DATA LISTING Start Marker

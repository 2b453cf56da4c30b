use anyhow::{anyhow, Context, Result};
use indicatif::{MultiProgress, ProgressBar, ProgressStyle};
use log::{error, info, warn};
use std::path::{Path, PathBuf};

use crate::app_config::Config;
use crate::bookwash::review::{self, Selection};
use crate::bookwash::{Axis, BookMetadata, ChangeStatus, Document, DocumentStats, Level, Targets, TextView};
use crate::container::{ContainerCodec, PlainTextCodec};
use crate::file_utils::FileManager;
use crate::pipeline::{BookwashPipeline, Checkpoint, PipelineMode, PipelineProgress, PipelineResult};
use crate::service::{ContentClient, ContentService};

// @module: Application controller for bookwash processing

/// Outcome of a command over one or more files
#[derive(Debug, Clone, Default, PartialEq, Eq)]
pub struct BatchSummary {
    /// Files handled successfully
    pub succeeded: usize,
    /// Files that failed with an unrecoverable error
    pub failed: Vec<PathBuf>,
}

impl BatchSummary {
    pub fn has_failures(&self) -> bool {
        !self.failed.is_empty()
    }

    pub fn total(&self) -> usize {
        self.succeeded + self.failed.len()
    }
}

/// Main application controller
pub struct Controller {
    // @field: App configuration
    config: Config,
    // @field: Per-axis targets given on the command line
    target_overrides: Vec<(Axis, Level)>,
    // @field: Classify chapters that already have a rating
    rerate: bool,
}

impl Controller {
    // @method: Create a new controller with the given configuration
    pub fn with_config(config: Config) -> Self {
        Self {
            config,
            target_overrides: Vec::new(),
            rerate: false,
        }
    }

    /// Targets that win over both the document settings and the config
    pub fn with_target_overrides(mut self, overrides: Vec<(Axis, Level)>) -> Self {
        self.target_overrides = overrides;
        self
    }

    pub fn with_rerate(mut self, rerate: bool) -> Self {
        self.rerate = rerate;
        self
    }

    pub fn config(&self) -> &Config {
        &self.config
    }

    /// Targets for `doc`: command line, then document settings, then config
    pub fn resolve_targets(&self, doc: &Document) -> Targets {
        let mut targets = doc.targets_or(self.config.cleaning.targets());
        for (axis, level) in &self.target_overrides {
            targets.set(*axis, *level);
        }
        targets
    }

    /// Run the pipeline on a file or every bookwash file below a directory
    pub async fn run_pipeline(&self, input: &Path, mode: PipelineMode) -> Result<BatchSummary> {
        let mut client = ContentClient::from_config(&self.config);
        info!(
            "Using {} - {}",
            self.config.ai.provider.display_name(),
            self.config.ai.get_model()
        );
        self.run_pipeline_with(&mut client, input, mode).await
    }

    /// Same as `run_pipeline` with an explicit service, shared by all files
    pub async fn run_pipeline_with(
        &self,
        service: &mut dyn ContentService,
        input: &Path,
        mode: PipelineMode,
    ) -> Result<BatchSummary> {
        let files = FileManager::collect_documents(input)?;
        if files.is_empty() {
            return Err(anyhow!("No bookwash files found in: {:?}", input));
        }

        let start_time = std::time::Instant::now();
        let multi_progress = MultiProgress::new();
        let mut summary = BatchSummary::default();

        for file in &files {
            match self.process_document(service, file, mode, &multi_progress).await {
                Ok(result) => {
                    info!("{}: {}", file.display(), result.summary());
                    summary.succeeded += 1;
                }
                Err(e) => {
                    error!("Error processing file {}: {:#}", file.display(), e);
                    summary.failed.push(file.clone());
                }
            }
        }

        if files.len() > 1 {
            info!(
                "Batch completed in {}: {} processed, {} errors",
                Self::format_duration(start_time.elapsed()),
                summary.succeeded,
                summary.failed.len()
            );
        }
        Ok(summary)
    }

    /// Load, process and save one document, saving after every changed chapter
    async fn process_document(
        &self,
        service: &mut dyn ContentService,
        path: &Path,
        mode: PipelineMode,
        multi_progress: &MultiProgress,
    ) -> Result<PipelineResult> {
        let mut doc = FileManager::load_document(path)?;

        let mut pipeline_config = self.config.cleaning.pipeline_config();
        pipeline_config.targets = self.resolve_targets(&doc);
        pipeline_config.rerate = self.rerate;
        info!("{}: targets {}", path.display(), describe_targets(&pipeline_config.targets));

        let progress_bar = multi_progress.add(ProgressBar::new(doc.chapters.len() as u64));
        let template_result = ProgressStyle::default_bar()
            .template("{spinner:.green} [{elapsed_precise}] [{bar:40.cyan/blue}] {pos}/{len} chapters {msg}")
            .or_else(|_| ProgressStyle::default_bar().template("{spinner} [{elapsed_precise}] [{bar:40}] {pos}/{len} {msg}"))
            .unwrap_or_else(|_| ProgressStyle::default_bar());
        progress_bar.set_style(template_result.progress_chars("█▓▒░"));

        let bar = progress_bar.clone();
        let progress_callback: Box<dyn Fn(PipelineProgress) + Send> = Box::new(move |progress| {
            bar.set_length(progress.total_chapters as u64);
            bar.set_position(progress.chapters_processed as u64);
            bar.set_message(progress.status);
        });

        let mut save = |doc: &Document| FileManager::save_document(path, doc);
        let checkpoint: Checkpoint<'_> = &mut save;
        let mut pipeline = BookwashPipeline::new(service, pipeline_config);
        let result = pipeline
            .run_with(&mut doc, mode, Some(progress_callback), Some(checkpoint))
            .await?;

        FileManager::save_document(path, &doc)?;
        progress_bar.finish_with_message(result.summary());
        Ok(result)
    }

    /// Set the status of change blocks in a file or directory
    pub fn review(&self, input: &Path, selection: &Selection, status: ChangeStatus) -> Result<BatchSummary> {
        self.for_each_document(input, |path| {
            let mut doc = FileManager::load_document(path)?;
            let outcome = review::apply(&mut doc, selection, status);
            if outcome.updated > 0 {
                FileManager::save_document(path, &doc)?;
            }
            info!("{}: marked {} change(s) as {}", path.display(), outcome.updated, status);
            if !outcome.unknown.is_empty() {
                warn!("{}: no change blocks with ids {}", path.display(), review::describe_ids(&outcome.unknown));
            }
            Ok(())
        })
    }

    /// Write the chosen view of each document as plain text
    pub fn export(&self, input: &Path, output_dir: Option<&Path>, view: TextView) -> Result<BatchSummary> {
        let suffix = match view {
            TextView::Original => "original",
            TextView::Cleaned => "cleaned",
            TextView::Proposed => "proposed",
        };

        self.for_each_document(input, |path| {
            let doc = FileManager::load_document(path)?;
            let dir = match output_dir {
                Some(dir) => dir.to_path_buf(),
                None => path.parent().map(Path::to_path_buf).unwrap_or_default(),
            };
            let output_path = FileManager::generate_output_path(path, dir, suffix, "txt");

            let codec = PlainTextCodec;
            let bytes = codec.pack(&doc.to_container_chapters(view))?;
            FileManager::write_atomic(&output_path, &bytes)?;
            info!("Exported {} ({}) to {}", path.display(), codec.name(), output_path.display());
            Ok(())
        })
    }

    /// Create a bookwash document from a plain text file with `# ` chapter headings
    pub fn import(&self, input: &Path, output: Option<&Path>, force_overwrite: bool) -> Result<PathBuf> {
        let output_path = match output {
            Some(path) => path.to_path_buf(),
            None => input.with_extension(crate::bookwash::FILE_EXTENSION),
        };
        if output_path.exists() && !force_overwrite {
            return Err(anyhow!(
                "Output file already exists: {:?} (use --force to overwrite)",
                output_path
            ));
        }

        let bytes = std::fs::read(input).with_context(|| format!("Failed to read file: {:?}", input))?;
        let codec = PlainTextCodec;
        let chapters = codec.unpack(&bytes)?;

        let metadata = BookMetadata {
            title: input.file_stem().map(|stem| stem.to_string_lossy().to_string()),
            ..BookMetadata::default()
        };
        let source = input.file_name().map(|name| name.to_string_lossy().to_string());
        let doc = Document::from_container_chapters(metadata, source, chapters);

        FileManager::save_document(&output_path, &doc)?;
        info!("Imported {} chapter(s) into {}", doc.chapters.len(), output_path.display());
        Ok(output_path)
    }

    /// Summaries of every document
    pub fn stats(&self, input: &Path) -> Result<Vec<(PathBuf, DocumentStats)>> {
        let mut all = Vec::new();
        for path in FileManager::collect_documents(input)? {
            let doc = FileManager::load_document(&path)?;
            let stats = doc.stats();
            info!("{}: {}", path.display(), stats);
            all.push((path, stats));
        }
        Ok(all)
    }

    /// Test the connection to the configured provider
    pub async fn check(&self) -> Result<()> {
        let client = ContentClient::from_config(&self.config);
        client
            .test_connection()
            .await
            .with_context(|| format!("Failed to connect to {}", self.config.ai.provider.display_name()))?;
        info!(
            "Connection to {} ({}) is working",
            self.config.ai.provider.display_name(),
            self.config.ai.get_model()
        );
        Ok(())
    }

    fn for_each_document(&self, input: &Path, mut action: impl FnMut(&Path) -> Result<()>) -> Result<BatchSummary> {
        let mut summary = BatchSummary::default();
        for path in FileManager::collect_documents(input)? {
            match action(&path) {
                Ok(()) => summary.succeeded += 1,
                Err(e) => {
                    error!("Error processing file {}: {:#}", path.display(), e);
                    summary.failed.push(path);
                }
            }
        }
        Ok(summary)
    }

    // Format duration in a human-readable format
    fn format_duration(duration: std::time::Duration) -> String {
        let total_seconds = duration.as_secs();
        let hours = total_seconds / 3600;
        let minutes = (total_seconds % 3600) / 60;
        let seconds = total_seconds % 60;

        if hours > 0 {
            format!("{}h {}m {}s", hours, minutes, seconds)
        } else if minutes > 0 {
            format!("{}m {}s", minutes, seconds)
        } else {
            format!("{}.{:03}s", seconds, duration.subsec_millis())
        }
    }
}

fn describe_targets(targets: &Targets) -> String {
    Axis::ALL
        .iter()
        .map(|axis| format!("{}<={}", axis.key(), targets.get(*axis)))
        .collect::<Vec<_>>()
        .join(" ")
}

DATA LISTING End Marker

TASK DESCRIPTION
Copy out only the lines of the records above from the one with "let bar = progress_bar.clone();" through the one with "let mut save", exactly as they stand, both included.

TASK SOLUTION
        let bar = progress_bar.clone();
        let progress_callback: Box<dyn Fn(PipelineProgress) + Send> = Box::new(move |progress| {
            bar.set_length(progress.total_chapters as u64);
            bar.set_position(progress.chapters_processed as u64);
            bar.set_message(progress.status);
        });

        let mut save = |doc: &Document| FileManager::save_document(path, doc);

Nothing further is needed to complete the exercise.